Tanner did not look the same. His ice gray eyes held fear.
“No backup?” Shook his head, watched her, cornered and bleeding.
“You underestimate me.” No response, his head very still, watching her. “Big mistake.”
She stepped forward so that she was above him but not close enough that he could make a grab. She had the rifle pointed straight at his gut. Her finger was on the trigger. “Safety’s off,” she said. “If you’re lying and you have a backup and go for it, you’re a dead man.” He nodded. She could see through the pines to the east a swampy clearing, a perfect place for moose. Probably where the elk had been when he startled it. “Where’s the sat phone?” He blinked.
“You don’t need the oxygen,” he croaked, his eyes staying on her face.
“I need it sometimes.”
“Where’d you—”
“Learn to shoot like that? Clearly your research was incomplete.”
“Jesus.” His voice sounded like a draft wind coming through dry twigs.

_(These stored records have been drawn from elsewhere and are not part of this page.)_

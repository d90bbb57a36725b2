//! Logging setup for the provisioning hooks.
//!
//! Hooks print results on stdout, so every format except journald writes
//! to stderr.
mod config;
mod error;
mod init;
mod object;

pub use config::{ENV_LOG_FORMAT, ENV_LOG_LEVEL, ENV_LOG_TZ, LoggerConfig};
pub use error::{LoggerError, LoggerResult};
pub use init::init_logger;
pub use object::{LoggerFormat, LoggerLevel, LoggerTimeZone, init_local_offset};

“The phone?” she repeated. He motioned his chin down to his hip. His eyes were wary and scared.
“Okay,” she said. “First thing, you take this stupid hat and make a compress. Then take my beautiful silk scarf and here—” Still covering him, with one hand she deftly tugged free her red scarf and doubled and looped it and tossed it to him. “Put your arm through, yes, and pull it tight. A half hitch. There.” He did.

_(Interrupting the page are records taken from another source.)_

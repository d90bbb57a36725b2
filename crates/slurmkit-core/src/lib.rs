pub mod error;
pub mod files;
pub mod materialize;
pub mod render;

pub use error::{ProvisionError, ProvisionResult};

pub mod prelude {
    pub use crate::error::{ProvisionError, ProvisionResult};
    pub use crate::files::ensure_directory;
    pub use crate::materialize::{
        IncludeOutcome, Materializer, create_spool_dir, create_state_save_location,
    };
    pub use crate::render::{Render, RenderRequest, TemplateRenderer};
}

“So sad,” she said. “That’s Armani.”
He stared at her, wary, his eyes like a hundred miles of Arctic ice, but something moved in them. A question.

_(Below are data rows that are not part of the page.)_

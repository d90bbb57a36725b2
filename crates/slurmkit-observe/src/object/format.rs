use std::{fmt, str::FromStr};

use serde::{Deserialize, Serialize};

use crate::LoggerError;

/// Where and how log lines are emitted.
#[derive(Debug, Clone, Copy, Default, PartialEq, Eq, Serialize, Deserialize)]
#[serde(try_from = "String", into = "String")]
#[non_exhaustive]
pub enum LoggerFormat {
    /// Human-readable lines on stderr.
    #[default]
    Text,
    /// One JSON object per line on stderr.
    Json,
    /// systemd-journald (Linux only).
    Journald,
}

impl FromStr for LoggerFormat {
    type Err = LoggerError;
    fn from_str(s: &str) -> Result<Self, Self::Err> {
        match s.trim().to_ascii_lowercase().as_str() {
            "text" => Ok(Self::Text),
            "json" => Ok(Self::Json),
            "journald" | "journal" if cfg!(target_os = "linux") => Ok(Self::Journald),
            "journald" | "journal" => Err(LoggerError::JournaldNotSupported),
            _ => Err(LoggerError::InvalidFormat(s.to_string())),
        }
    }
}

impl TryFrom<String> for LoggerFormat {
    type Error = LoggerError;
    fn try_from(s: String) -> Result<Self, Self::Error> {
        s.parse()
    }
}

impl From<LoggerFormat> for String {
    fn from(f: LoggerFormat) -> Self {
        f.to_string()
    }
}

impl fmt::Display for LoggerFormat {
    fn fmt(&self, f: &mut fmt::Formatter<'_>) -> fmt::Result {
        f.write_str(match self {
            Self::Text => "text",
            Self::Json => "json",
            Self::Journald => "journald",
        })
    }
}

“No, I am not going to finish you. I meant to. I missed, thank God. You have a kid at home, don’t you?”
He nodded, barely. “One I bet. I bet it’s a little girl.” Suspicious nod. “Well, you better go back to her. We wouldn’t want another little girl to grow up without a father.”
He stared at her.
“Bill?” He blinked hard. “You’re going to call in your support now. There’s a clearing through there, you saw it, I bet it’s where you parked your truck. Big enough for a chopper. Call it in. You’ll be in the ER quicker that way than if we called the volunteer ambulance. By the look of Babb that could take a while.”
He hesitated, nodded once.
“You can get to the clearing, right?”
He nodded.
“And this is what you’re going to tell your people.” He stared. “Listen: Tell them it ends here. Lamont stays dead. The secret about Chile”—he blinked—“just tell them: The secret about the coup stays secret. But—get this very clearly, please—if any harm at all comes to Lamont, or his daughter, Gabriela, or her son, or to me, or to Pete, or my Hank, the photos go to the press. New York Times, Washington Post, etc. It’s all set up, all it takes is the trigger. Otherwise it goes nowhere, everybody moves on. Got that?”
He nodded.
“You all have bigger things to worry about right now, is my guess. We better hope everyone lives long and natural lives. Now sit up. I’m not afraid of you anymore. They will surely kill you if you trigger the release of those pictures.” She leaned her rifle against a pine and knelt by the bleeding man and helped him sit up. She got behind him and undid the knot in the scarf and undoubled it and wound it expertly several times over the folded orange cap and his shoulder, and under his armpit, and snugged it very tight. He winced and flinched hard but did not cry out. “There. Better,” she said. She tugged the half-quart water bottle out of its sleeve on her belt. “Here.” He took it. She noticed his hands were scarred and very strong. Who knew what they had wrought in the world. He tipped up the bottle and squirted half into his mouth. Nodded once.